(YOUR TASK):
Copy all lines holding the word "when" from the entries.

Segment Start: PROVIDED RECORDS

//! External tool invocation.
//!
//! Every tool process is killed when its future is dropped, so cancelling a
//! build or publish also stops the tools it started.

use shipyard_core::{Error, Secret};
use std::ffi::OsString;
use std::path::PathBuf;
use std::process::Stdio;
use thiserror::Error;
use tokio::io::AsyncWriteExt;
use tokio::process::Command;
use tracing::debug;

/// A tool run that did not succeed.
#[derive(Debug, Error)]
pub enum ToolError {
    #[error("failed to run {program}: {source}")]
    Spawn {
        program: String,
        #[source]
        source: std::io::Error,
    },

    #[error("{program} exited with {}: {}", code.map(|c| c.to_string()).unwrap_or_else(|| "signal".to_string()), stderr.trim())]
    Failed {
        program: String,
        code: Option<i32>,
        stderr: String,
    },
}

impl ToolError {
    /// True when the tool reported a registry authentication failure.
    pub fn is_unauthorized(&self) -> bool {
        match self {
            ToolError::Failed { stderr, .. } => {
                let stderr = stderr.to_lowercase();
                ["unauthorized", "401", "authentication required", "denied", "invalid username"]
                    .iter()
                    .any(|marker| stderr.contains(marker))
            }
            ToolError::Spawn { .. } => false,
        }
    }

    /// Registry-side failure, distinguishing rejected credentials.
    pub fn into_push_error(self, registry: &str, target: &str) -> Error {
        if self.is_unauthorized() {
            Error::Auth {
                registry: registry.to_string(),
                message: self.to_string(),
            }
        } else {
            Error::Push {
                target: target.to_string(),
                message: self.to_string(),
            }
        }
    }
}

impl From<ToolError> for Error {
    fn from(e: ToolError) -> Self {
        Error::Internal(e.to_string())
    }
}

/// Captured output of a successful run.
#[derive(Debug, Clone, Default)]
pub struct ToolOutput {
    pub stdout: String,
    pub stderr: String,
}

impl ToolOutput {
    /// stdout followed by stderr; some tools report results on stderr.
    pub fn combined(&self) -> String {
        format!("{}\n{}", self.stdout, self.stderr)
    }
}

/// Command line for an external tool.
#[derive(Debug, Clone)]
pub struct ToolCommand {
    program: String,
    args: Vec<OsString>,
    env: Vec<(String, String)>,
    secret_env: Vec<(String, Secret)>,
    stdin: Option<Secret>,
    current_dir: Option<PathBuf>,
}

impl ToolCommand {
    pub fn new(program: impl Into<String>) -> Self {
        Self {
            program: program.into(),
            args: Vec::new(),
            env: Vec::new(),
            secret_env: Vec::new(),
            stdin: None,
            current_dir: None,
        }
    }

    pub fn arg(mut self, arg: impl Into<OsString>) -> Self {
        self.args.push(arg.into());
        self
    }

    pub fn args<I, S>(mut self, args: I) -> Self
    where
        I: IntoIterator<Item = S>,
        S: Into<OsString>,
    {
        self.args.extend(args.into_iter().map(Into::into));
        self
    }

    /// Add `flag value` for every value.
    pub fn repeated<I, S>(mut self, flag: &str, values: I) -> Self
    where
        I: IntoIterator<Item = S>,
        S: Into<OsString>,
    {
        for value in values {
            self.args.push(flag.into());
            self.args.push(value.into());
        }
        self
    }

    /// Add `flag value` when `value` is set.
    pub fn optional(self, flag: &str, value: Option<impl Into<OsString>>) -> Self {
        match value {
            Some(value) => self.arg(flag).arg(value),
            None => self,
        }
    }

    pub fn env(mut self, key: impl Into<String>, value: impl Into<String>) -> Self {
        self.env.push((key.into(), value.into()));
        self
    }

    /// Environment variable holding a secret; never logged.
    pub fn secret_env(mut self, key: impl Into<String>, value: Secret) -> Self {
        self.secret_env.push((key.into(), value));
        self
    }

    /// Write `secret` to the tool's stdin, for `--password-stdin` flags.
    pub fn stdin_secret(mut self, secret: Secret) -> Self {
        self.stdin = Some(secret);
        self
    }

    pub fn current_dir(mut self, dir: impl Into<PathBuf>) -> Self {
        self.current_dir = Some(dir.into());
        self
    }

    pub fn program(&self) -> &str {
        &self.program
    }

    /// Arguments as strings, for logging and tests.
    pub fn arg_strings(&self) -> Vec<String> {
        self.args
            .iter()
            .map(|a| a.to_string_lossy().into_owned())
            .collect()
    }

    pub fn env_value(&self, key: &str) -> Option<&str> {
        self.env
            .iter()
            .find(|(k, _)| k == key)
            .map(|(_, v)| v.as_str())
    }

    pub fn has_secret_env(&self, key: &str) -> bool {
        self.secret_env.iter().any(|(k, _)| k == key)
    }

    /// Run to completion, capturing output.
    pub async fn run(&self) -> Result<ToolOutput, ToolError> {
        debug!(program = %self.program, args = ?self.arg_strings(), "Running tool");

        let mut cmd = Command::new(&self.program);
        cmd.args(&self.args)
            .stdin(if self.stdin.is_some() {
                Stdio::piped()
            } else {
                Stdio::null()
            })
            .stdout(Stdio::piped())
            .stderr(Stdio::piped())
            .kill_on_drop(true);
        for (key, value) in &self.env {
            cmd.env(key, value);
        }
        for (key, value) in &self.secret_env {
            cmd.env(key, value.expose());
        }
        if let Some(dir) = &self.current_dir {
            cmd.current_dir(dir);
        }

        let spawn_error = |source| ToolError::Spawn {
            program: self.program.clone(),
            source,
        };

        let mut child = cmd.spawn().map_err(spawn_error)?;

        if let (Some(secret), Some(mut stdin)) = (&self.stdin, child.stdin.take()) {
            stdin
                .write_all(secret.expose().as_bytes())
                .await
                .map_err(spawn_error)?;
            stdin.shutdown().await.map_err(spawn_error)?;
        }

        let output = child.wait_with_output().await.map_err(spawn_error)?;
        let stdout = String::from_utf8_lossy(&output.stdout).into_owned();
        let stderr = String::from_utf8_lossy(&output.stderr).into_owned();

        if !output.status.success() {
            return Err(ToolError::Failed {
                program: self.program.clone(),
                code: output.status.code(),
                stderr: if stderr.trim().is_empty() { stdout } else { stderr },
            });
        }

        Ok(ToolOutput { stdout, stderr })
    }
}

#[cfg(test)]
mod tests {
    use super::*;

    #[test]
    fn test_builder_arguments() {
        let cmd = ToolCommand::new("apko")
            .arg("build")
            .repeated("--keyring-append", ["a.pub", "b.pub"])
            .optional("--cache-dir", Some("/cache"))
            .optional("--unused", None::<&str>)
            .env("SOURCE_DATE_EPOCH", "0");

        assert_eq!(cmd.program(), "apko");
        assert_eq!(
            cmd.arg_strings(),
            vec!["build", "--keyring-append", "a.pub", "--keyring-append", "b.pub", "--cache-dir", "/cache"]
        );
        assert_eq!(cmd.env_value("SOURCE_DATE_EPOCH"), Some("0"));
    }

    #[test]
    fn test_secrets_stay_out_of_debug() {
        let cmd = ToolCommand::new("crane")
            .secret_env("TOKEN", Secret::new("hunter2"))
            .stdin_secret(Secret::new("hunter3"));
        let debug = format!("{:?}", cmd);
        assert!(!debug.contains("hunter2"));
        assert!(!debug.contains("hunter3"));
        assert!(cmd.has_secret_env("TOKEN"));
    }

    #[test]
    fn test_unauthorized_detection() {
        let denied = ToolError::Failed {
            program: "crane".to_string(),
            code: Some(1),
            stderr: "PUT https://ghcr.io/v2/: UNAUTHORIZED: authentication required".to_string(),
        };
        assert!(denied.is_unauthorized());
        assert!(matches!(
            denied.into_push_error("ghcr.io", "ghcr.io/acme/app:v1"),
            Error::Auth { .. }
        ));

        let other = ToolError::Failed {
            program: "crane".to_string(),
            code: Some(1),
            stderr: "MANIFEST_INVALID".to_string(),
        };
        assert!(matches!(
            other.into_push_error("ghcr.io", "ghcr.io/acme/app:v1"),
            Error::Push { .. }
        ));
    }

    #[tokio::test]
    async fn test_run_captures_output_and_failure() {
        let ok = ToolCommand::new("sh").arg("-c").arg("echo hello").run().await.unwrap();
        assert_eq!(ok.stdout.trim(), "hello");

        let err = ToolCommand::new("sh")
            .arg("-c")
            .arg("echo boom >&2; exit 3")
            .run()
            .await
            .unwrap_err();
        match err {
            ToolError::Failed { code, stderr, .. } => {
                assert_eq!(code, Some(3));
                assert_eq!(stderr.trim(), "boom");
            }
            other => panic!("expected failure, got {:?}", other),
        }
    }

    #[tokio::test]
    async fn test_stdin_secret_is_delivered() {
        let out = ToolCommand::new("cat")
            .stdin_secret(Secret::new("s3cret"))
            .run()
            .await
            .unwrap();
        assert_eq!(out.stdout, "s3cret");
    }

    #[tokio::test]
    async fn test_missing_program_is_spawn_error() {
        let err = ToolCommand::new("shipyard-no-such-tool").run().await.unwrap_err();
        assert!(matches!(err, ToolError::Spawn { .. }));
    }
}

Segment End: PROVIDED RECORDS

(OUTPUT FOR THIS TASK):
//! Every tool process is killed when its future is dropped, so cancelling a
    /// True when the tool reported a registry authentication failure.
    /// Add `flag value` when `value` is set.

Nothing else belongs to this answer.